1 / 5 (1) Apr 18, 2013 It would be still interesting to see graph of the increase of genetic complexity if we assume that life begun on Earth.

Its pretty easy to imagine, just take that graph and it has to bomb down to nothing before 'Origin of Earth', which implies that evolution was faster early on. These guys are shooting from the hip for sure but I think they might be on to something, it seems very unlikely that evolution would be markedly faster when life first arose than during the last 3.5 billion years. Report
dnatwork

4 / 5 (1) Apr 18, 2013 The thing I haven't seen anyone say yet is, who says a life-form can have zero complexity (zero base pairs), as implied by the graph? "Oh, that quantum vacuum fluctuation has zero base pairs.
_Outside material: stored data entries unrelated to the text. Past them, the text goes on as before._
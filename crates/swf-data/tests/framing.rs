use flate2::write::ZlibEncoder;
use flate2::Compression as Level;
use std::io::Write;
use swf_data::header::Compression;
use swf_data::{
    decode_tag, read_all_tags, Cursor, DecodeTable, Error, ErrorFlags, FrameLabel, Rgba, SwfFile, SymbolEntry, Tag,
    TagRecord,
};

fn short(tag_type: u16, payload: &[u8]) -> Vec<u8> {
    let mut out = ((tag_type << 6) | payload.len() as u16).to_le_bytes().to_vec();
    out.extend_from_slice(payload);
    out
}

fn long(tag_type: u16, payload: &[u8]) -> Vec<u8> {
    let mut out = ((tag_type << 6) | 0x3F).to_le_bytes().to_vec();
    out.extend_from_slice(&(payload.len() as u32).to_le_bytes());
    out.extend_from_slice(payload);
    out
}

/// Compressed movie: background color (long header), label, export with a stray
/// trailing byte, an unknown tag type, one frame.
fn compressed_movie() -> Vec<u8> {
    let mut body = vec![0x78, 0x00, 0x05, 0x5F, 0x00, 0x00, 0x0F, 0xA0, 0x00];
    body.extend_from_slice(&[0x00, 0x18, 0x01, 0x00]);
    body.extend(long(9, &[0xFF, 0x80, 0x00]));
    body.extend(short(43, b"intro\0\x01"));
    body.extend(short(56, b"\x01\x00\x07\x00hero\0\xAA"));
    body.extend(short(200, &[1]));
    body.extend(short(1, &[]));
    body.extend(short(0, &[]));

    let mut encoder = ZlibEncoder::new(Vec::new(), Level::default());
    encoder.write_all(&body).unwrap();
    let compressed = encoder.finish().unwrap();

    let mut movie = b"CWS\x0a".to_vec();
    movie.extend_from_slice(&((8 + body.len()) as u32).to_le_bytes());
    movie.extend(compressed);
    movie
}

fn records(file: &SwfFile, flags: ErrorFlags) -> Vec<TagRecord> {
    read_all_tags(&file.cursor(flags), None, true)
        .collect::<Result<Vec<_>, _>>()
        .unwrap()
}

#[test]
fn test_compressed_movie_framing() {
    let file = SwfFile::parse(&compressed_movie(), ErrorFlags::default()).unwrap();
    assert_eq!(file.header.compression, Compression::Zlib);
    assert_eq!(file.header.version, 10);
    assert_eq!(file.header.frame_rate, 24.0);
    assert_eq!(file.header.frame_count, 1);
    assert_eq!(file.data.len(), file.header.file_length as usize);

    let records = records(&file, ErrorFlags::default());
    let types: Vec<u16> = records.iter().map(|r| r.tag_type).collect();
    assert_eq!(types, vec![9, 43, 56, 200, 1]);

    // Long form: 2 byte header plus a 32 bit length.
    assert_eq!(records[0].offset, file.tags_offset + 6);
    assert_eq!(records[0].length, 3);
    assert_eq!(records[1].offset, records[0].end() + 2);
}

#[test]
fn test_lenient_decoding_keeps_going() {
    let file = SwfFile::parse(&compressed_movie(), ErrorFlags::empty()).unwrap();
    let cursor = file.cursor(ErrorFlags::empty());
    let table = DecodeTable::standard();

    let tags: Vec<Tag> = records(&file, ErrorFlags::empty())
        .iter()
        .map(|record| decode_tag(record, &cursor, file.header.version, &table).unwrap())
        .collect();

    assert_eq!(tags[0], Tag::SetBackgroundColor(Rgba::new(0xFF, 0x80, 0x00, 0xFF)));
    assert_eq!(
        tags[1],
        Tag::FrameLabel(FrameLabel {
            name: "intro".into(),
            anchor: true
        })
    );
    assert_eq!(
        tags[2],
        Tag::ExportAssets(vec![SymbolEntry {
            id: 7,
            name: "hero".into()
        }])
    );
    assert!(matches!(&tags[3], Tag::Unknown(raw) if raw.tag_type == 200 && raw.data == vec![1]));
    assert_eq!(tags[4], Tag::ShowFrame);
}

#[test]
fn test_strict_decoding_reports_faults() {
    let file = SwfFile::parse(&compressed_movie(), ErrorFlags::default()).unwrap();
    let cursor = file.cursor(ErrorFlags::default());
    let table = DecodeTable::standard();
    let records = records(&file, ErrorFlags::default());

    assert_eq!(
        decode_tag(&records[2], &cursor, 10, &table),
        Err(Error::ExtraData {
            offset: records[2].offset,
            length: 1
        })
    );
    assert_eq!(
        decode_tag(&records[3], &cursor, 10, &table),
        Err(Error::UnknownTag {
            tag_type: 200,
            offset: records[3].offset
        })
    );
}

#[test]
fn test_truncated_payload() {
    let mut data = ((2u16 << 6) | 0x3F).to_le_bytes().to_vec();
    data.extend_from_slice(&100u32.to_le_bytes());
    data.extend_from_slice(&[1, 0]);

    let strict = Cursor::new(&data, ErrorFlags::default());
    let first = read_all_tags(&strict, None, false).next().unwrap();
    assert_eq!(
        first,
        Err(Error::OutOfBounds {
            offset: 6,
            end: 8,
            length: 100
        })
    );

    let lenient = Cursor::new(&data, ErrorFlags::empty());
    let records: Vec<TagRecord> = read_all_tags(&lenient, None, true)
        .collect::<Result<Vec<_>, _>>()
        .unwrap();
    assert_eq!(records.len(), 1);
    assert_eq!(records[0].length, 2);
    assert_eq!(records[0].id, Some(1));
}

#[test]
fn test_sprite_inside_sprite_is_rejected() {
    // A deep chain of sprites, each defined inside the previous one.
    let mut data = short(1, &[]);
    for id in 0..4_000u16 {
        let mut payload = id.to_le_bytes().to_vec();
        payload.extend_from_slice(&[1, 0]);
        payload.extend(data);
        payload.extend(short(0, &[]));
        data = long(39, &payload);
    }
    let table = DecodeTable::standard();

    let lenient = Cursor::new(&data, ErrorFlags::default());
    let record = read_all_tags(&lenient, None, true).next().unwrap().unwrap();
    assert_eq!(record.id, Some(3_999));
    let Tag::DefineSprite(outer) = decode_tag(&record, &lenient, 10, &table).unwrap() else {
        panic!("Expected DefineSprite");
    };
    assert!(outer.tags.is_empty());

    let strict = Cursor::new(&data, ErrorFlags::all());
    assert!(matches!(
        decode_tag(&record, &strict, 10, &table),
        Err(Error::InvalidData { offset, .. }) if offset == record.offset + 10
    ));
}
//! Movie container: signature, compression and the fixed header preceding the tag stream.

use crate::cursor::Cursor;
use crate::error::{Error, ErrorFlags, Result};
use crate::model::Rectangle;
use flate2::read::ZlibDecoder;
use serde::Serialize;
use std::io::Read;

/// Signature, version and file length.
const PREFIX_LENGTH: usize = 8;

/// Upper bound on the inflated size reserved up front, as a multiple of the input size.
const MAX_RESERVE_RATIO: usize = 32;

#[derive(Debug, Clone, Copy, PartialEq, Eq, Serialize)]
pub enum Compression {
    None,
    Zlib,
    Lzma,
}

#[derive(Debug, Clone, PartialEq, Serialize)]
pub struct MovieHeader {
    pub compression: Compression,
    pub version: u8,
    /// Uncompressed length declared by the file.
    pub file_length: u32,
    /// Stage bounds, in twips.
    pub frame_size: Rectangle,
    pub frame_rate: f64,
    pub frame_count: u16,
}

/// An uncompressed movie: header plus the byte range of its tag stream.
#[derive(Debug, Clone)]
pub struct SwfFile {
    pub header: MovieHeader,
    /// Whole uncompressed file, prefix included, so offsets match the declared layout.
    pub data: Vec<u8>,
    pub tags_offset: usize,
}

impl SwfFile {
    pub fn parse(bytes: &[u8], flags: ErrorFlags) -> Result<Self> {
        if bytes.len() < PREFIX_LENGTH {
            return Err(Error::UnprocessableData("file too short for a movie header".into()));
        }
        let compression = match &bytes[..3] {
            b"FWS" => Compression::None,
            b"CWS" => Compression::Zlib,
            b"ZWS" => Compression::Lzma,
            _ => return Err(Error::UnprocessableData("missing movie signature".into())),
        };
        let version = bytes[3];
        let file_length = u32::from_le_bytes([bytes[4], bytes[5], bytes[6], bytes[7]]);

        let data = match compression {
            Compression::None => bytes.to_vec(),
            Compression::Zlib => {
                // the declared length is untrusted
                let reserve = (file_length as usize).min(bytes.len().saturating_mul(MAX_RESERVE_RATIO));
                let mut data = Vec::with_capacity(reserve);
                data.extend_from_slice(&bytes[..PREFIX_LENGTH]);
                if let Err(error) = ZlibDecoder::new(&bytes[PREFIX_LENGTH..]).read_to_end(&mut data) {
                    // Truncated archives still expose everything inflated so far.
                    flags.check(Error::UnprocessableData(format!("zlib stream: {error}")))?;
                }
                data
            }
            Compression::Lzma => {
                return Err(Error::UnprocessableData("LZMA compressed movies are not supported".into()));
            }
        };
        if data.len() != file_length as usize {
            tracing::debug!(declared = file_length, actual = data.len(), "movie length mismatch");
        }

        let mut cursor = Cursor::with_range(&data, PREFIX_LENGTH, data.len(), flags);
        let frame_size = Rectangle::read(&mut cursor)?;
        let frame_rate = f64::from(cursor.read_u16()?) / 256.0;
        let frame_count = cursor.read_u16()?;
        let tags_offset = cursor.offset();

        Ok(Self {
            header: MovieHeader {
                compression,
                version,
                file_length,
                frame_size,
                frame_rate,
                frame_count,
            },
            data,
            tags_offset,
        })
    }

    /// Cursor over the tag stream.
    pub fn cursor(&self, flags: ErrorFlags) -> Cursor<'_> {
        Cursor::with_range(&self.data, self.tags_offset, self.data.len(), flags)
    }
}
I've just discovered a new species!" Or maybe you need a minimum amount of complexity (which life on Earth happens to encode in number of base pairs) in order to be a functioning organism. Viruses have simpler genomes than bacteria, and they cannot live on their own. Somewhere between the two is the limit. Gee, look at the graph, the lower limit is reached about 3.5 billion years ago. Report
Yarking_Dawg

3.5 / 5 (6) Apr 18, 2013 It's a thought experiment people. That's what scientist call speculating with intent to provoke ideas. Moore's law may not be appropriate, or even good, but the idea of looking backwards for a zero point convergence on the complexity of life, in the particular way they have done it, is an interesting idea, that, obviously, provokes thoughts even from people without a lot of knowledge on the subject. Even some of the usual tard BS about electric universes shows evidence of actually having read the summary enough to think about it.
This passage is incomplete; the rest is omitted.